A missão de Jesus versus o legalismo religioso: uma
reflexão sobre a necessidade da mensagem do religare
E aconteceu que, completando-se os dias para a sua
assunção, manifestou o firme propósito de ir a Jerusalém. E mandou mensageiros diante da sua face; e, indo eles, entraram numa aldeia de samaritanos, para lhe prepararem pousada. Mas não o receberam, porque o seu aspecto era como de quem ia a Jerusalém. E os discípulos Tiago e João, vendo isso, disseram: Senhor, queres que digamos que desça fogo do céu e os consuma, como Elias também fez? Voltando-se, porém, repreendeu-os e disse: Vós não sabeis de que espírito sois. Porque o Filho do Homem não veio para destruir as almas dos homens, mas para salvá-las. E foram para outra aldeia. (Lucas 9:51-56)
Quem nunca ouviu falar das “guerras santas” entre
judeus e árabes? Também nos é conhecida as tristes histórias de pelejas e lutas entre protestantes e católicos. Ainda em nosso tempo, conhecemos também as disputas de igrejas contra igrejas. Cada uma defendendo a cor da sua bandeira, cada uma defendendo sua estação de rádio ou seu canal de televisão. Reino contra reino, nação contra nação, irmãos contra irmãos. Parece que esquecemo-nos do que bem falou Jesus sobre o reino que se levanta contra ele mesmo não subsistirá. A pior fatia deste bolo bolorento é que muitos se defendem destes disparates com a justificativa de que estão fazendo isso em nome de Deus. Que deus será este? Qual é o nome do deus que ordenou a igreja a realizar a “Santa Inquisição”, na qual milhares de milhares de pessoas morreram decapitadas, queimadas, estranguladas, por não professarem a fé romana? Infelizmente, muitas religiões (se é que posso chamá- las assim) têm se esquivado de sua verdadeira missão indo para um caminho de soberba, de pseudo santidade, de busca insaciável pelo dinheiro, entre outras coisas. A essência da palavra religião vem do vocábulo latim religare, ou seja, religar o homem pecador a um Deus que perdoa e oferece salvação que vem da graça, por intermédio da fé. As pelejas e guerras em que muitas religiões estão inseridas vêm no sentido contrário do proposto pelo religare, desligando o homem do verdadeiro Deus ao apresentarem um deus cruel e racista. Espero, nesta amealhada reflexão, apresentar as palavras de Jesus que nos ajudarão a viver novamente o religare, incitando-nos à premente missão de anunciar o plano de salvação que uni o homem a Deus. Estava próximo o dia em que Jesus haveria de morrer e, posteriormente, ressuscitaria ao terceiro dia conforme a profecia. Porém, antes deste glorioso fato que nos abriu a porta da salvação, Jesus queria abrir a porta de nossas mentes e nos ensinar mais uma lição de como não deveria ser a igreja após a sua assunção.
“E mandou mensageiros diante da sua face; e, indo eles,
entraram numa aldeia de samaritanos, para lhe prepararem pousada”
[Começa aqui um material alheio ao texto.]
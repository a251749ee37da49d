//
// icon_source.rs
//
// CDN-backed icon resolution with a process-wide image cache
//

use std::num::NonZeroUsize;
use std::sync::RwLock;
use std::time::Instant;

use async_trait::async_trait;
use base64::engine::general_purpose::STANDARD as BASE64;
use base64::Engine;
use lru::LruCache;

use crate::config::PreviewConfig;
use crate::host::IconResolver;

/// Default capacity for the icon image cache
const DEFAULT_ICON_CACHE_CAPACITY: usize = 2048;

/// Fetches icon SVGs from a CDN and converts them to embeddable data URLs.
///
/// Results are cached process-wide, keyed by the full CDN URL (which folds
/// subpackage, version, and icon name together). Reads use `peek()` so the
/// hot path stays concurrent; eviction is LRU by insertion/update time.
/// Overlapping resolutions of the same key are idempotent last-write-wins,
/// payloads for the same key being identical.
pub struct CdnIconResolver {
    client: reqwest::Client,
    cache: RwLock<LruCache<String, String>>,
    cdn_base_url: String,
    icon_version: String,
}

impl std::fmt::Debug for CdnIconResolver {
    fn fmt(&self, f: &mut std::fmt::Formatter<'_>) -> std::fmt::Result {
        f.debug_struct("CdnIconResolver").finish_non_exhaustive()
    }
}

impl CdnIconResolver {
    pub fn new(config: &PreviewConfig) -> Self {
        Self::with_capacity(config, DEFAULT_ICON_CACHE_CAPACITY)
    }

    pub fn with_capacity(config: &PreviewConfig, cap: usize) -> Self {
        let cap = NonZeroUsize::new(cap)
            .unwrap_or(NonZeroUsize::new(DEFAULT_ICON_CACHE_CAPACITY).unwrap());
        Self {
            client: reqwest::Client::new(),
            cache: RwLock::new(LruCache::new(cap)),
            cdn_base_url: config.cdn_base_url.clone(),
            icon_version: config.icon_version.clone(),
        }
    }

    /// CDN URL for an icon: `{base}/{subpackage}@{version}/{IconName}.svg`.
    /// The subpackage is the segment after `/` in the package token; assets
    /// for every family are served from the configured mirror.
    fn icon_url(&self, icon_name: &str, package_name: &str) -> String {
        let subpackage = package_name.split('/').nth(1).unwrap_or(package_name);
        format!(
            "{}/{}@{}/{}.svg",
            self.cdn_base_url, subpackage, self.icon_version, icon_name
        )
    }

    fn cached(&self, url: &str) -> Option<String> {
        self.cache.read().ok()?.peek(url).cloned()
    }

    fn store(&self, url: String, data_url: String) {
        if let Ok(mut guard) = self.cache.write() {
            guard.push(url, data_url);
        }
    }

    async fn fetch_svg(&self, url: &str) -> anyhow::Result<String> {
        let response = self.client.get(url).send().await?.error_for_status()?;
        Ok(response.text().await?)
    }
}

#[async_trait]
impl IconResolver for CdnIconResolver {
    async fn resolve_icon(&self, icon_name: &str, package_name: &str) -> String {
        let url = self.icon_url(icon_name, package_name);

        if let Some(hit) = self.cached(&url) {
            return hit;
        }

        log::debug!("request svg -> {}", url);
        let start = Instant::now();

        match self.fetch_svg(&url).await {
            Ok(svg) => {
                log::debug!("requested {} in {:?}", url, start.elapsed());
                let data_url = svg_data_url(&svg);
                self.store(url, data_url.clone());
                data_url
            }
            Err(e) => {
                log::warn!("request {} failed after {:?}: {}", url, start.elapsed(), e);
                String::new()
            }
        }
    }
}

/// Embed an SVG document as a base64 data URL.
pub fn svg_data_url(svg: &str) -> String {
    format!("data:image/svg+xml;base64,{}", BASE64.encode(svg))
}

#[cfg(test)]
mod tests {
    use super::*;

    fn resolver() -> CdnIconResolver {
        CdnIconResolver::new(&PreviewConfig::default())
    }

    #[test]
    fn icon_url_uses_subpackage_and_version() {
        let url = resolver().icon_url("AddOutline", "@vicons/ionicons5");
        assert_eq!(url, "https://unpkg.com/@sicons/ionicons5@0.12.0/AddOutline.svg");
    }

    #[test]
    fn icon_url_falls_back_to_full_token_without_slash() {
        let url = resolver().icon_url("Add", "ionicons5");
        assert_eq!(url, "https://unpkg.com/@sicons/ionicons5@0.12.0/Add.svg");
    }

    #[test]
    fn svg_data_url_encodes_base64() {
        assert_eq!(svg_data_url("<svg/>"), "data:image/svg+xml;base64,PHN2Zy8+");
    }

    #[tokio::test]
    async fn cached_result_short_circuits_fetch() {
        let resolver = resolver();
        let url = resolver.icon_url("AddOutline", "@vicons/ionicons5");
        resolver.store(url, "data:cached".to_string());

        // No network involved: the cache answers instantly.
        let got = resolver.resolve_icon("AddOutline", "@vicons/ionicons5").await;
        assert_eq!(got, "data:cached");
    }

    #[test]
    fn cache_evicts_least_recently_inserted() {
        let resolver = CdnIconResolver::with_capacity(&PreviewConfig::default(), 1);
        resolver.store("a".to_string(), "1".to_string());
        resolver.store("b".to_string(), "2".to_string());
        assert!(resolver.cached("a").is_none());
        assert_eq!(resolver.cached("b"), Some("2".to_string()));
    }
}
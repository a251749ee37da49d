//
// scanner.rs
//
// Scan orchestration: driving the import matcher over a whole document
//

use serde::Deserialize;

use crate::import_matcher::{find_import, ImportMatch};
use crate::range_resolver::resolve_ranges;
use crate::types::IconMatch;

/// How much of a document a scan cycle covers.
#[derive(Debug, Clone, Copy, PartialEq, Eq, Default, Deserialize)]
#[serde(rename_all = "kebab-case")]
pub enum ScanStrategy {
    /// Scan once and stop at the first qualifying import. Fast, but a
    /// document with several qualifying import statements only gets
    /// previews for the first; known limitation of this variant.
    SinglePass,
    /// Loop the matcher, advancing the search window past each match,
    /// until no qualifying import remains.
    #[default]
    Exhaustive,
}

/// Collect all qualifying import statements per the chosen strategy.
///
/// Each returned match carries absolute offsets. A matched statement that
/// fails to advance the window terminates the loop rather than spinning.
pub fn scan_imports(text: &str, strategy: ScanStrategy) -> Vec<ImportMatch> {
    let mut found = Vec::new();
    let mut base = 0;

    while base <= text.len() {
        let Some(m) = find_import(&text[base..]) else {
            break;
        };

        let rebased = ImportMatch {
            package_name: m.package_name,
            names_group: m.names_group,
            names_offset: base + m.names_offset,
            resume_offset: base + m.resume_offset,
        };

        // Degenerate match guard: a window that does not advance would
        // loop forever; treat it as no-match.
        if rebased.resume_offset <= base {
            log::warn!("import match at offset {} did not advance the scan window", base);
            break;
        }

        let next_base = rebased.resume_offset;
        found.push(rebased);

        if strategy == ScanStrategy::SinglePass {
            break;
        }
        base = next_base;
    }

    found
}

/// Run a full scan over `text`: locate qualifying imports and resolve every
/// identifier in their name lists to an absolute byte range.
pub fn collect_icon_matches(text: &str, strategy: ScanStrategy) -> Vec<IconMatch> {
    let mut matches = Vec::new();
    for import in scan_imports(text, strategy) {
        matches.extend(resolve_ranges(
            &import.names_group,
            import.names_offset,
            &import.package_name,
        ));
    }
    matches
}
//
// types.rs
//
// Core value types shared across the scan-and-decoration engine
//

use serde::{Deserialize, Serialize};

/// A zero-based line/character position within a document.
#[derive(Debug, Clone, Copy, PartialEq, Eq, Hash, Serialize, Deserialize)]
pub struct Position {
    pub line: u32,
    pub character: u32,
}

impl Position {
    pub fn new(line: u32, character: u32) -> Self {
        Self { line, character }
    }
}

/// A half-open character range within a document.
#[derive(Debug, Clone, Copy, PartialEq, Eq, Hash, Serialize, Deserialize)]
pub struct Range {
    pub start: Position,
    pub end: Position,
}

impl Range {
    pub fn new(start: Position, end: Position) -> Self {
        Self { start, end }
    }
}

/// Stable identity of an editor view. Multiple editors can show the same
/// document; decoration caches are partitioned per editor, not per document.
#[derive(Debug, Clone, Copy, PartialEq, Eq, Hash, PartialOrd, Ord)]
pub struct EditorId(pub u64);

/// Opaque host-allocated decoration identity. The host mints these via
/// `EditorHost::create_decoration`; ids are unique for the host's lifetime,
/// so equality doubles as identity.
#[derive(Debug, Clone, PartialEq, Eq, Hash)]
pub struct DecorationHandle {
    id: u64,
}

impl DecorationHandle {
    pub fn new(id: u64) -> Self {
        Self { id }
    }

    pub fn id(&self) -> u64 {
        self.id
    }
}

/// Cache key uniquely identifying "this icon at this range" within an editor.
pub type CacheKey = String;

/// A single resolved icon occurrence inside an import's brace group.
/// Transient: consumed immediately to build a `DecorationRequest`.
#[derive(Debug, Clone, PartialEq, Eq)]
pub struct IconMatch {
    pub icon_name: String,
    pub icon_package_name: String,
    /// Byte offset of the identifier's first character in the scanned text.
    pub start_offset: usize,
    /// Byte offset just past the identifier's last character.
    pub end_offset: usize,
}

/// One decoration to reconcile against an editor's cache during a scan cycle.
#[derive(Debug, Clone)]
pub struct DecorationRequest {
    pub editor: EditorId,
    pub range: Range,
    pub icon_name: String,
    pub icon_package_name: String,
    pub cache_key: CacheKey,
}

/// Derive the cache key for an icon decoration from its range and name.
///
/// Two requests with an identical key are the same visual decoration across
/// scans, even when produced by different scan passes. The range is rendered
/// as JSON so the key is stable and self-describing.
pub fn make_cache_key(range: &Range, icon_name: &str) -> CacheKey {
    // Serializing a plain pair of positions cannot fail.
    let range_json = serde_json::to_string(range).unwrap_or_default();
    format!("{range_json}---{icon_name}")
}
//
// config.rs
//
// Engine configuration, deserializable from host-provided settings JSON
//

use serde::Deserialize;

use crate::scanner::ScanStrategy;

/// Icon preview configuration.
///
/// Hosts hand this to the engine once at construction. No scan or diff
/// logic depends on the CDN values; they are only read at resolution time.
#[derive(Debug, Clone, Deserialize)]
#[serde(default, rename_all = "kebab-case")]
pub struct PreviewConfig {
    /// Base URL the icon resolver fetches SVG assets from
    pub cdn_base_url: String,
    /// Icon library version pinned into asset URLs
    pub icon_version: String,
    /// Quiescence window before a scheduled scan runs, in milliseconds.
    /// Trades perceived latency for scan/render cost.
    pub debounce_ms: u64,
    /// Whether a scan covers one import or all of them
    pub scan_strategy: ScanStrategy,
}

impl Default for PreviewConfig {
    fn default() -> Self {
        Self {
            cdn_base_url: "https://unpkg.com/@sicons".to_string(),
            icon_version: "0.12.0".to_string(),
            debounce_ms: 300,
            scan_strategy: ScanStrategy::Exhaustive,
        }
    }
}

#[cfg(test)]
mod tests {
    use super::*;

    #[test]
    fn defaults_match_reference_values() {
        let config = PreviewConfig::default();
        assert_eq!(config.cdn_base_url, "https://unpkg.com/@sicons");
        assert_eq!(config.icon_version, "0.12.0");
        assert_eq!(config.debounce_ms, 300);
        assert_eq!(config.scan_strategy, ScanStrategy::Exhaustive);
    }

    #[test]
    fn deserializes_partial_settings() {
        let config: PreviewConfig =
            serde_json::from_str(r#"{"debounce-ms": 150, "scan-strategy": "single-pass"}"#)
                .unwrap();
        assert_eq!(config.debounce_ms, 150);
        assert_eq!(config.scan_strategy, ScanStrategy::SinglePass);
        // Unspecified fields fall back to defaults
        assert_eq!(config.icon_version, "0.12.0");
    }

    #[test]
    fn deserializes_empty_object() {
        let config: PreviewConfig = serde_json::from_str("{}").unwrap();
        assert_eq!(config.debounce_ms, 300);
    }
}
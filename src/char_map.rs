use std::collections::HashSet;

use log::warn;
use ttf_parser::cmap::Subtable;
use ttf_parser::{Face, GlyphId, PlatformId};

// Subtables covering all of Unicode beat BMP-only ones. A Windows Symbol
// subtable is only used when there is no Unicode one; its codes sit in the
// private use area and are emitted as they are. Anything else is never used.
fn subtable_rank(subtable: &Subtable<'_>) -> u8 {
    match (subtable.platform_id, subtable.encoding_id) {
        (PlatformId::Windows, 10) => 3,
        (PlatformId::Unicode, 4) | (PlatformId::Unicode, 6) => 3,
        _ if subtable.is_unicode() => 2,
        (PlatformId::Windows, 0) => 1,
        _ => 0,
    }
}

/// Returns every (code point, glyph) pair of the font's character map, in
/// the order the chosen cmap subtable lists them. Code points that map to
/// the missing glyph are left out, and each code point appears once.
pub fn char_map(face: &Face<'_>) -> Vec<(u32, GlyphId)> {
    let cmap = match face.tables().cmap {
        Some(cmap) => cmap,
        None => {
            warn!("font has no cmap table");
            return Vec::new();
        }
    };

    let mut best: Option<Subtable<'_>> = None;
    for subtable in cmap.subtables {
        let rank = subtable_rank(&subtable);
        let best_rank = best.as_ref().map_or(0, subtable_rank);
        if rank > best_rank {
            best = Some(subtable);
        }
    }

    let subtable = match best {
        Some(subtable) => subtable,
        None => {
            warn!("font has no unicode or symbol cmap subtable");
            return Vec::new();
        }
    };
    if subtable_rank(&subtable) == 1 {
        warn!("font has no unicode cmap subtable, using its symbol subtable");
    }

    let mut code_points = Vec::new();
    subtable.codepoints(|code_point| code_points.push(code_point));

    let mut seen = HashSet::new();
    code_points
        .into_iter()
        .filter(|code_point| seen.insert(*code_point))
        .filter_map(|code_point| {
            subtable
                .glyph_index(code_point)
                .filter(|glyph_id| glyph_id.0 != 0)
                .map(|glyph_id| (code_point, glyph_id))
        })
        .collect()
}
use std::fs;
use std::io;
use std::io::prelude::*;

/// Where output lines go. Every line is echoed to the console writer as soon
/// as it's produced and kept, so the whole run can be written to a file at
/// the end.
pub struct OutputSink<T: io::Write> {
    console: T,
    lines: Vec<String>,
}

impl<T: io::Write> OutputSink<T> {
    pub fn new(console: T) -> Self {
        OutputSink {
            console,
            lines: Vec::new(),
        }
    }

    pub fn write_line(&mut self, line: String) -> io::Result<()> {
        writeln!(self.console, "{}", line)?;
        self.lines.push(line);
        Ok(())
    }

    pub fn lines(&self) -> &[String] {
        &self.lines
    }

    pub fn console(&mut self) -> &mut T {
        &mut self.console
    }

    /// Writes every line produced so far to `output`, one per line.
    pub fn write_lines_to<W: io::Write>(&self, mut output: W) -> io::Result<()> {
        for line in &self.lines {
            writeln!(output, "{}", line)?;
        }
        output.flush()
    }

    /// Replaces the file at `path` with every line produced so far.
    pub fn write_to_file(&self, path: &str) -> io::Result<()> {
        let file = fs::File::create(path)?;
        self.write_lines_to(io::BufWriter::new(file))
    }
}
Para chegar até Jerusalém, era necessário passar pelo
caminho dos samaritanos. Samaria ficava entre a Galiléia e a Judéia. Jesus havia saído da Galiléia e iria à Judéia, para Jerusalém. Para dar início aos seus últimos ensinamentos antes de sua morte vicária, Jesus enviou mensageiros à uma aldeia samaritana a fim de lhes prepararem lugar para pousar. Fica evidente a vontade de Cristo em que seus discípulos anunciem a todas as pessoas que Ele está próximo e quer fazer morada em seus corações. Esta é a missão que Jesus deixou para seus discípulos, ou seja, para sua igreja: apregoar o religare. Anunciar entre os homens que estão perdidos, desesperados, cansados, oprimidos e separados de Deus, que há uma esperança. A missão que Jesus nos deixou foi a de avisar às pessoas desta terra que o Emanuel está próximo de chegar e está muito interessado em entrar em suas casas, em suas vidas e oferecer um reencontro com Deus. Somente Jesus pode fazer isso. “Ele é o caminho a verdade e a vida e ninguém pode chegar ao Pai se não for através dele”. Isto implica em retirar a mensagem da instituição religiosa da frente da missão e colocar a mensagem da cruz. Implica em cantar e pregar com o objetivo de apresentar a estrela da manhã e não as estrelas gospel que estão interessadas em vender seus CDs e DVDs.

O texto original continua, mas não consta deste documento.